On Friday afternoon, conservative Twitter "pounced" on CNN reporter Leyla Santiago who told Jake Tapper "kicking off the Independence Day weekend, President Trump will be at Mt. Rushmore where he'll be standing in front of a monument of two slave owners and on land wrestled away from Native Americans, told that be focusing on the effort to, quote, tear down our country's history."
Naturally, CNN wanted to stress to celebrating Americans that they should think first of "historically marginalized groups" in this time of "racial reckoning."

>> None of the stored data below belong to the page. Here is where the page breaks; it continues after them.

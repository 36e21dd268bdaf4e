//! Database seeding utilities.

use sqlx::postgres::PgConnectOptions;
use sqlx::{Connection, PgConnection};
use thiserror::Error;
use tracing::{error, info, warn};

use crate::generators::GenerateError;
use crate::report::SeedSummary;
use revenue::{NewRevenueRecord, RevenueError, database, schema};

#[derive(Debug, Error)]
pub enum SeedError {
    #[error("Database error: {0}")]
    Database(#[from] sqlx::Error),
    #[error(transparent)]
    Revenue(#[from] RevenueError),
    #[error(transparent)]
    Generate(#[from] GenerateError),
    #[error("No records to seed")]
    EmptyDataset,
}

/// Opens the single connection a seeding run uses.
///
/// One attempt only: a refused or unreachable server is reported immediately
/// with the underlying I/O error.
pub async fn connect(options: &PgConnectOptions) -> Result<PgConnection, sqlx::Error> {
    let conn = PgConnection::connect_with(options).await?;
    info!(
        "Connected to {}:{}",
        options.get_host(),
        options.get_port()
    );
    Ok(conn)
}

/// Database seeder for the `branch_revenue` table.
pub struct Seeder {
    conn: PgConnection,
    batch_size: usize,
}

impl Seeder {
    /// Creates a new seeder that owns `conn` until [`Seeder::close`].
    pub fn new(conn: PgConnection) -> Self {
        Self {
            conn,
            batch_size: 24,
        }
    }

    /// Sets how many inserts run between progress log lines.
    pub fn with_batch_size(mut self, size: usize) -> Self {
        self.batch_size = size.max(1);
        self
    }

    /// Recreates the table and inserts `records` in a single transaction.
    ///
    /// Either every record is committed or nothing is: on any failure the
    /// transaction is rolled back, which also restores the previous table.
    ///
    /// **WARNING**: on success the previous contents of `branch_revenue` are gone.
    pub async fn seed(&mut self, records: &[NewRevenueRecord]) -> Result<usize, SeedError> {
        if records.is_empty() {
            return Err(SeedError::EmptyDataset);
        }

        let mut tx = self.conn.begin().await?;

        match seed_in(&mut tx, records, self.batch_size).await {
            Ok(()) => {
                tx.commit().await?;
                info!("Committed {} revenue records", records.len());
                Ok(records.len())
            }
            Err(e) => {
                warn!("Seeding failed, rolling back: {e}");
                if let Err(rollback_err) = tx.rollback().await {
                    error!("Rollback failed: {rollback_err}");
                }
                Err(e)
            }
        }
    }

    /// Reads back row count, preview rows and yearly totals. Read-only.
    ///
    /// `preview_len` records are taken from each end of the table; when the
    /// table is too small for the two ends to be disjoint, only `head` is filled.
    pub async fn summarize(&mut self, preview_len: i64) -> Result<SeedSummary, SeedError> {
        let conn = &mut self.conn;

        let row_count = database::count(conn).await?;
        let (head, tail) = if row_count <= preview_len * 2 {
            (database::first_records(conn, row_count).await?, Vec::new())
        } else {
            (
                database::first_records(conn, preview_len).await?,
                database::last_records(conn, preview_len).await?,
            )
        };
        let yearly = database::yearly_totals(conn).await?;

        Ok(SeedSummary {
            row_count,
            head,
            tail,
            yearly,
        })
    }

    /// Closes the connection, telling the server the session is over.
    pub async fn close(self) -> Result<(), sqlx::Error> {
        self.conn.close().await
    }
}

async fn seed_in(
    conn: &mut PgConnection,
    records: &[NewRevenueRecord],
    batch_size: usize,
) -> Result<(), SeedError> {
    schema::create(&mut *conn).await?;

    info!("Seeding {} revenue records...", records.len());

    let mut inserted = 0;
    for chunk in records.chunks(batch_size) {
        for record in chunk {
            database::insert_record(&mut *conn, record).await?;
        }
        inserted += chunk.len();
        info!("  Seeded {}/{} records", inserted, records.len());
    }

    Ok(())
}
//! Seeds branch_revenue with the sample dataset and prints a summary.
//!
//! Run with:
//! ```
//! cargo run -p revenue-seed --bin seed
//! ```
//!
//! Connection settings come from flags or DB_HOST / DB_PORT / DB_USER /
//! DB_PASSWORD / DB_NAME (or DATABASE_URL), read from `.env` when present.

use anyhow::Context;
use clap::Parser;
use revenue::schema::TABLE_NAME;
use revenue_seed::PREVIEW_ROWS;
use revenue_seed::config::SeedArgs;
use revenue_seed::db::{Seeder, connect};
use revenue_seed::generators::RevenueGenerator;
use tracing_subscriber::EnvFilter;

#[tokio::main]
async fn main() -> anyhow::Result<()> {
    dotenvy::dotenv().ok();
    let args = SeedArgs::parse();

    tracing_subscriber::fmt()
        .with_env_filter(
            EnvFilter::try_from_default_env().unwrap_or_else(|_| EnvFilter::new("info")),
        )
        .init();

    println!("Branch Revenue Data Seeder\n");

    let options = args
        .db
        .connect_options()
        .context("invalid database configuration")?;
    let target = format!("{}:{}", options.get_host(), options.get_port());

    println!("Connecting to PostgreSQL at {target}...");
    let conn = connect(&options)
        .await
        .with_context(|| format!("failed to connect to PostgreSQL at {target}"))?;
    println!("✓ Connected to database\n");

    let mut seeder = Seeder::new(conn);
    let result = run(&mut seeder, &args).await;
    if let Err(e) = seeder.close().await {
        tracing::warn!("Failed to close database connection: {e}");
    }

    match result {
        Ok(()) => {
            println!("\n✓ Done! Database seeded successfully.");
            Ok(())
        }
        Err(e) => {
            tracing::error!("Seeding failed: {e:#}");
            Err(e)
        }
    }
}

async fn run(seeder: &mut Seeder, args: &SeedArgs) -> anyhow::Result<()> {
    let records = RevenueGenerator::with_config(args.seed_config())
        .generate()
        .context("failed to generate revenue records")?;

    let inserted = seeder
        .seed(&records)
        .await
        .context("seeding rolled back")?;

    println!("✓ Table '{TABLE_NAME}' created");
    println!("✓ Inserted {inserted} revenue records");
    println!("✓ Changes committed\n");

    let summary = seeder.summarize(PREVIEW_ROWS).await?;
    print!("{}", summary.render());

    Ok(())
}
//! Sample data for the `branch_revenue` table.
//!
//! This crate generates a deterministic monthly revenue dataset for every
//! branch, loads it in a single transaction and renders the console report
//! printed by the `seed` binary.
//!
//! # Quick Start
//!
//! ```rust,ignore
//! use revenue_seed::prelude::*;
//!
//! let records = RevenueGenerator::new().generate()?;
//! let mut seeder = Seeder::new(connect(&options).await?);
//! seeder.seed(&records).await?;
//! println!("{}", seeder.summarize(PREVIEW_ROWS).await?.render());
//! seeder.close().await?;
//! ```

pub mod config;
pub mod db;
pub mod generators;
pub mod report;

/// Records shown from each end of the table in the console preview.
pub const PREVIEW_ROWS: i64 = 3;

pub mod prelude {
    //! Convenient re-exports for common usage.

    pub use crate::PREVIEW_ROWS;
    pub use crate::config::{BranchSpec, DbConfig, SeedArgs, SeedConfig, YearSpec};
    pub use crate::db::{SeedError, Seeder, connect};
    pub use crate::generators::RevenueGenerator;
    pub use crate::report::SeedSummary;
    pub use revenue::{NewRevenueRecord, RevenueRecord, YearlyTotal};
}
//! Console report printed after seeding.

use revenue::{RevenueRecord, YearlyTotal};

/// Column widths of the preview table: branch, name, date, revenue.
const WIDTHS: [usize; 4] = [6, 15, 12, 20];
const RULE_WIDTH: usize = WIDTHS[0] + WIDTHS[1] + WIDTHS[2] + WIDTHS[3] + 3;

/// What was read back from the table after the seeding transaction committed.
#[derive(Debug, Clone)]
pub struct SeedSummary {
    pub row_count: i64,
    /// Leading records in insertion order.
    pub head: Vec<RevenueRecord>,
    /// Trailing records in insertion order; empty when `head` already covers the table.
    pub tail: Vec<RevenueRecord>,
    pub yearly: Vec<YearlyTotal>,
}

impl SeedSummary {
    pub fn render(&self) -> String {
        let preview: Vec<RevenueRecord> = self.head.iter().chain(&self.tail).cloned().collect();

        let mut out = format!("Rows in table: {}\n\n", self.row_count);
        if self.tail.is_empty() {
            out.push_str(&format!("Sample Data (all {} records):\n\n", self.head.len()));
        } else {
            out.push_str(&format!(
                "Sample Data (first and last {} records):\n\n",
                self.head.len()
            ));
        }
        out.push_str(&render_preview(&preview));
        out.push('\n');
        out.push_str(&"-".repeat(RULE_WIDTH));
        out.push_str("\n\n");
        out.push_str(&render_summary(&self.yearly));
        out
    }
}

/// Formats an amount with comma thousands separators: `14235000000` -> `14,235,000,000`.
pub fn format_vnd(amount: i64) -> String {
    let digits = amount.unsigned_abs().to_string();
    let mut out = String::with_capacity(digits.len() + digits.len() / 3 + 1);

    if amount < 0 {
        out.push('-');
    }
    for (i, c) in digits.chars().enumerate() {
        if i > 0 && (digits.len() - i) % 3 == 0 {
            out.push(',');
        }
        out.push(c);
    }

    out
}

/// Percentage change from `previous` to `current`; `None` when there is no baseline.
pub fn growth_percent(previous: i64, current: i64) -> Option<f64> {
    if previous == 0 {
        return None;
    }
    Some((current - previous) as f64 / previous as f64 * 100.0)
}

/// Renders records as a fixed-width table with a header and rule.
pub fn render_preview(records: &[RevenueRecord]) -> String {
    let [w_code, w_name, w_date, w_revenue] = WIDTHS;

    let mut out = String::new();
    out.push_str(&format!(
        "{:<w_code$} {:<w_name$} {:<w_date$} {:>w_revenue$}\n",
        "Branch", "Name", "Date", "Revenue (VND)"
    ));
    out.push_str(&"-".repeat(RULE_WIDTH));
    out.push('\n');

    for r in records {
        out.push_str(&format!(
            "{:<w_code$} {:<w_name$} {:<w_date$} {:>w_revenue$}\n",
            r.branch_code,
            r.branch_name,
            r.report_date.to_string(),
            format_vnd(r.revenue_vnd)
        ));
    }

    out
}

/// Renders per-year totals followed by the growth between consecutive years.
pub fn render_summary(totals: &[YearlyTotal]) -> String {
    let mut out = String::from("Summary:\n");

    for t in totals {
        out.push_str(&format!(
            "   Total {}: {} VND\n",
            t.year,
            format_vnd(t.total_vnd)
        ));
    }

    for pair in totals.windows(2) {
        let (prev, cur) = (&pair[0], &pair[1]);
        let label = if totals.len() == 2 {
            "YoY Growth".to_string()
        } else {
            format!("YoY Growth {}", cur.year)
        };
        let line = match growth_percent(prev.total_vnd, cur.total_vnd) {
            Some(g) => format!("   {label}: {g:.1}%\n"),
            None => format!("   {label}: n/a (no {} revenue)\n", prev.year),
        };
        out.push_str(&line);
    }

    out
}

JAKE TAPPER: And while Americans of all stripes celebrate Independence Day, the Fourth Of July, for some in these historically marginalized groups, the Fourth Of July holiday can be bittersweet, as CNN's Leyla Santiago reports.

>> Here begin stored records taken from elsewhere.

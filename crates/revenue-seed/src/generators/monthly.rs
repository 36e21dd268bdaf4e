//! Monthly branch revenue generation.

use rand::SeedableRng;
use rand::rngs::StdRng;
use rand_distr::{Distribution, Uniform};
use thiserror::Error;
use time::{Date, Month};

use crate::config::SeedConfig;
use revenue::NewRevenueRecord;

const MILLION: f64 = 1_000_000.0;

#[derive(Debug, Error)]
pub enum GenerateError {
    #[error("Invalid seed configuration: {0}")]
    InvalidConfig(String),
    #[error("Invalid calendar date: {0}")]
    Calendar(#[from] time::error::ComponentRange),
}

/// Quarter (1-4) containing `month`.
pub fn quarter_of(month: Month) -> u8 {
    (u8::from(month) - 1) / 3 + 1
}

/// Last calendar day of the month, which is the reporting date for that period.
pub fn last_day_of_month(year: i32, month: Month) -> Result<Date, GenerateError> {
    let (next_year, next_month) = match month {
        Month::December => (year + 1, Month::January),
        _ => (year, month.next()),
    };

    let first_of_next = Date::from_calendar_date(next_year, next_month, 1)?;
    first_of_next
        .previous_day()
        .ok_or_else(|| GenerateError::InvalidConfig(format!("no day before {first_of_next}")))
}

/// Generates revenue records for every branch and month in a [`SeedConfig`].
pub struct RevenueGenerator {
    config: SeedConfig,
}

impl RevenueGenerator {
    /// Creates a generator for the embedded sample dataset.
    pub fn new() -> Self {
        Self {
            config: SeedConfig::default(),
        }
    }

    /// Creates a generator with custom configuration.
    pub fn with_config(config: SeedConfig) -> Self {
        Self { config }
    }

    /// Generates the dataset from the configured RNG seed.
    ///
    /// The same configuration always yields the same records.
    pub fn generate(&self) -> Result<Vec<NewRevenueRecord>, GenerateError> {
        let mut rng = StdRng::seed_from_u64(self.config.rng_seed);
        self.generate_with_rng(&mut rng)
    }

    /// Generates the dataset, ordered by year, then month, then branch.
    pub fn generate_with_rng(
        &self,
        rng: &mut impl rand::Rng,
    ) -> Result<Vec<NewRevenueRecord>, GenerateError> {
        self.validate()?;

        let base = Uniform::new(self.config.base_revenue_min, self.config.base_revenue_max);
        let noise = Uniform::new_inclusive(
            1.0 - self.config.noise_range,
            1.0 + self.config.noise_range,
        );

        let mut records = Vec::with_capacity(self.config.record_count());

        for year in &self.config.years {
            let mut month = Month::January;
            for _ in 0..12 {
                let seasonal = self.config.quarterly_multipliers[usize::from(quarter_of(month)) - 1];
                let report_date = last_day_of_month(year.year, month)?;

                for branch in &self.config.branches {
                    let revenue = base.sample(rng)
                        * branch.multiplier
                        * seasonal
                        * year.multiplier
                        * noise.sample(rng);

                    records.push(NewRevenueRecord::new(
                        branch.code.as_str(),
                        branch.name.as_str(),
                        report_date,
                        round_to_million(revenue),
                    ));
                }

                month = month.next();
            }
        }

        Ok(records)
    }

    fn validate(&self) -> Result<(), GenerateError> {
        let config = &self.config;

        if config.branches.is_empty() || config.years.is_empty() {
            return Err(GenerateError::InvalidConfig(
                "at least one branch and one year are required".to_string(),
            ));
        }

        if !(config.base_revenue_min >= 0.0
            && config.base_revenue_min < config.base_revenue_max
            && config.base_revenue_max.is_finite())
        {
            return Err(GenerateError::InvalidConfig(format!(
                "base revenue range {}..{} is empty or negative",
                config.base_revenue_min, config.base_revenue_max
            )));
        }

        if !(0.0..1.0).contains(&config.noise_range) {
            return Err(GenerateError::InvalidConfig(format!(
                "noise range must be in [0, 1), got {}",
                config.noise_range
            )));
        }

        let multipliers = config
            .branches
            .iter()
            .map(|b| b.multiplier)
            .chain(config.years.iter().map(|y| y.multiplier))
            .chain(config.quarterly_multipliers);
        for m in multipliers {
            if !m.is_finite() || m < 0.0 {
                return Err(GenerateError::InvalidConfig(format!(
                    "multipliers must be finite and non-negative, got {m}"
                )));
            }
        }

        let mut seen = std::collections::HashSet::new();
        for branch in &config.branches {
            if !seen.insert(branch.code.as_str()) {
                return Err(GenerateError::InvalidConfig(format!(
                    "branch {} listed twice",
                    branch.code
                )));
            }
        }

        Ok(())
    }
}

impl Default for RevenueGenerator {
    fn default() -> Self {
        Self::new()
    }
}

/// Rounds to the nearest million VND.
fn round_to_million(revenue: f64) -> i64 {
    (revenue / MILLION).round() as i64 * 1_000_000
}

LEYLA SANTIAGO: Fireworks, parades, ceremonies. The celebration of U.S. independence once declared by founding fathers that wrote "All men are created equal, that they are endowed by their creator with certain unalienable rights that among these are life, liberty and the pursuit of happiness." But the very rights being celebrated on Independence Day are the same rights that millions of Americans say they and their ancestors have not been allowed to enjoy.
SANTIAGO (on camera): What does Independence Day mean to you?

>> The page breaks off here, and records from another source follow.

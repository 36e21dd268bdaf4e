//! DDL for the `branch_revenue` table.
//!
//! The statements run on a caller-supplied connection so they can share a
//! transaction with the inserts that follow. Postgres DDL is transactional,
//! so a failure part-way through leaves the previous table untouched.

use sqlx::PgConnection;
use tracing::{debug, info};

pub const TABLE_NAME: &str = "branch_revenue";
pub const DATE_INDEX: &str = "idx_branch_revenue_date";
pub const BRANCH_INDEX: &str = "idx_branch_revenue_branch";

const DROP_TABLE: &str = "DROP TABLE IF EXISTS branch_revenue";

const CREATE_TABLE: &str = r#"
    CREATE TABLE branch_revenue (
        id SERIAL PRIMARY KEY,
        branch_code VARCHAR(3) NOT NULL,
        branch_name VARCHAR(50) NOT NULL,
        report_date DATE NOT NULL,
        revenue_vnd BIGINT NOT NULL,
        created_at TIMESTAMP DEFAULT CURRENT_TIMESTAMP,
        UNIQUE (branch_code, report_date)
    )
"#;

const CREATE_DATE_INDEX: &str =
    "CREATE INDEX idx_branch_revenue_date ON branch_revenue(report_date)";

const CREATE_BRANCH_INDEX: &str =
    "CREATE INDEX idx_branch_revenue_branch ON branch_revenue(branch_code)";

/// Statements executed by [`create`], in order.
pub const CREATE_STATEMENTS: [&str; 4] = [
    DROP_TABLE,
    CREATE_TABLE,
    CREATE_DATE_INDEX,
    CREATE_BRANCH_INDEX,
];

/// Drops any existing `branch_revenue` table and recreates it with its indexes.
///
/// **WARNING**: existing rows are discarded, including rows written by other tools.
pub async fn create(conn: &mut PgConnection) -> Result<(), sqlx::Error> {
    for statement in CREATE_STATEMENTS {
        debug!(statement = statement.trim(), "executing DDL");
        sqlx::query(statement).execute(&mut *conn).await?;
    }

    info!("Table '{TABLE_NAME}' created");
    Ok(())
}

/// Drops the `branch_revenue` table if it exists.
pub async fn drop_table(conn: &mut PgConnection) -> Result<(), sqlx::Error> {
    sqlx::query(DROP_TABLE).execute(&mut *conn).await?;
    info!("Table '{TABLE_NAME}' dropped");
    Ok(())
}
//! Queries against `branch_revenue`.
//!
//! Every function takes a `&mut PgConnection` so callers can run it on a
//! pooled connection or inside an open transaction (`&mut *tx`).

use sqlx::PgConnection;
use time::Date;

use crate::errors::RevenueError;
use crate::models::{NewRevenueRecord, RevenueRecord, YearlyTotal};

const RECORD_COLUMNS: &str = "id, branch_code, branch_name, report_date, revenue_vnd, created_at";

/// Inserts a record and returns its assigned `id`.
///
/// Fails with [`RevenueError::DuplicateRecord`] when the branch already has a
/// record for `report_date`; the existing row is left unchanged.
pub async fn insert_record(
    conn: &mut PgConnection,
    record: &NewRevenueRecord,
) -> Result<i32, RevenueError> {
    record.validate()?;

    let id = sqlx::query_scalar::<_, i32>(
        r#"
        INSERT INTO branch_revenue (branch_code, branch_name, report_date, revenue_vnd)
        VALUES ($1, $2, $3, $4)
        RETURNING id
        "#,
    )
    .bind(&record.branch_code)
    .bind(&record.branch_name)
    .bind(record.report_date)
    .bind(record.revenue_vnd)
    .fetch_one(&mut *conn)
    .await
    .map_err(|e| match e {
        sqlx::Error::Database(db) if db.is_unique_violation() => RevenueError::DuplicateRecord {
            branch_code: record.branch_code.clone(),
            report_date: record.report_date,
        },
        other => RevenueError::Database(other),
    })?;

    Ok(id)
}

/// Looks up the record for one branch and reporting period.
pub async fn find_by_key(
    conn: &mut PgConnection,
    branch_code: &str,
    report_date: Date,
) -> Result<Option<RevenueRecord>, RevenueError> {
    let record = sqlx::query_as(&format!(
        "SELECT {RECORD_COLUMNS} FROM branch_revenue WHERE branch_code = $1 AND report_date = $2"
    ))
    .bind(branch_code)
    .bind(report_date)
    .fetch_optional(&mut *conn)
    .await?;

    Ok(record)
}

/// Returns records with `from <= report_date <= to`, ordered by date then insertion.
pub async fn list_between(
    conn: &mut PgConnection,
    from: Date,
    to: Date,
) -> Result<Vec<RevenueRecord>, RevenueError> {
    if from > to {
        return Err(RevenueError::InvalidInput(format!(
            "date range start {from} is after end {to}"
        )));
    }

    let records = sqlx::query_as(&format!(
        r#"
        SELECT {RECORD_COLUMNS}
        FROM branch_revenue
        WHERE report_date BETWEEN $1 AND $2
        ORDER BY report_date, id
        "#
    ))
    .bind(from)
    .bind(to)
    .fetch_all(&mut *conn)
    .await?;

    Ok(records)
}

/// Returns every record for a branch, oldest period first.
pub async fn list_by_branch(
    conn: &mut PgConnection,
    branch_code: &str,
) -> Result<Vec<RevenueRecord>, RevenueError> {
    let records = sqlx::query_as(&format!(
        "SELECT {RECORD_COLUMNS} FROM branch_revenue WHERE branch_code = $1 ORDER BY report_date"
    ))
    .bind(branch_code)
    .fetch_all(&mut *conn)
    .await?;

    Ok(records)
}

pub async fn count(conn: &mut PgConnection) -> Result<i64, RevenueError> {
    let count = sqlx::query_scalar::<_, i64>("SELECT COUNT(*) FROM branch_revenue")
        .fetch_one(&mut *conn)
        .await?;

    Ok(count)
}

/// First `limit` records in insertion order.
pub async fn first_records(
    conn: &mut PgConnection,
    limit: i64,
) -> Result<Vec<RevenueRecord>, RevenueError> {
    let records = sqlx::query_as(&format!(
        "SELECT {RECORD_COLUMNS} FROM branch_revenue ORDER BY id LIMIT $1"
    ))
    .bind(limit)
    .fetch_all(&mut *conn)
    .await?;

    Ok(records)
}

/// Last `limit` records, returned in insertion order.
pub async fn last_records(
    conn: &mut PgConnection,
    limit: i64,
) -> Result<Vec<RevenueRecord>, RevenueError> {
    let records = sqlx::query_as(&format!(
        r#"
        SELECT {RECORD_COLUMNS}
        FROM (
            SELECT {RECORD_COLUMNS} FROM branch_revenue ORDER BY id DESC LIMIT $1
        ) tail
        ORDER BY id
        "#
    ))
    .bind(limit)
    .fetch_all(&mut *conn)
    .await?;

    Ok(records)
}

/// Revenue totals per calendar year, ascending by year.
pub async fn yearly_totals(conn: &mut PgConnection) -> Result<Vec<YearlyTotal>, RevenueError> {
    let totals = sqlx::query_as(
        r#"
        SELECT EXTRACT(YEAR FROM report_date)::INT4 AS year,
               SUM(revenue_vnd)::INT8 AS total_vnd,
               COUNT(*) AS record_count
        FROM branch_revenue
        GROUP BY 1
        ORDER BY 1
        "#,
    )
    .fetch_all(&mut *conn)
    .await?;

    Ok(totals)
}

JESSE HOLLAND, AUTHOR: I will always be a proud American. But that doesn't mean I don't realize the faults and the flaws that this country has.
SANTIAGO: For historian and author Jesse Holland, that includes the injustice that has led to unrest across the country, the inequalities in communities of color highlighted by a pandemic.
HOLLAND: I think it's fair to sometimes question whether America loves African-Americans as much as we love it.
This is fair commentary on our very imperfect history. Let's add the note that Holland was a longtime reporter for the Associated Press -- who came running to President Obama's defense -- before he became a "historian."
As usual, President Trump was presented not as a patriotic leader, but as a recalcitrant divider:
SANTIAGO: As Americans face a reckoning over racism past and present, there's no message of healing from the White House. Instead President Trump is calling a Black Lives Matter street mural a symbol of hate after New York City announced it would be painted in front of Trump Tower. He's also demanding protection for symbols of Confederacy at campaign rallies.
PRESIDENT TRUMP: The unhinged leftwing mob is trying to vandalize our history, desecrate our monuments, our beautiful monuments.
SANTIAGO: During diplomatic visits.
TRUMP: Not going to happen, not as long as I'm here.
SANTIAGO: And even on Twitter. And he's refusing to sign anything changing the names of military bases named after Confederate leaders.
HOLLAND: I am hopeful that we will, as a country, decide that the Confederacy is something to be studied, not something to be glorified, and we're able to actually celebrate who we are when we celebrate Independence Day.
Then Santiago uncorked the "monument of slave owners" line. Santiago, like many so-called "progressives," pretends Trump is only talking about the Confederate monuments being vandalized, when it's clear that hooligans have ripped down Ulysses Grant, Thomas Jefferson, Francis Scott Key. They've vandalized statues of abolitionists. But CNN never allows any nuance. They sound like the Cartoon News Network.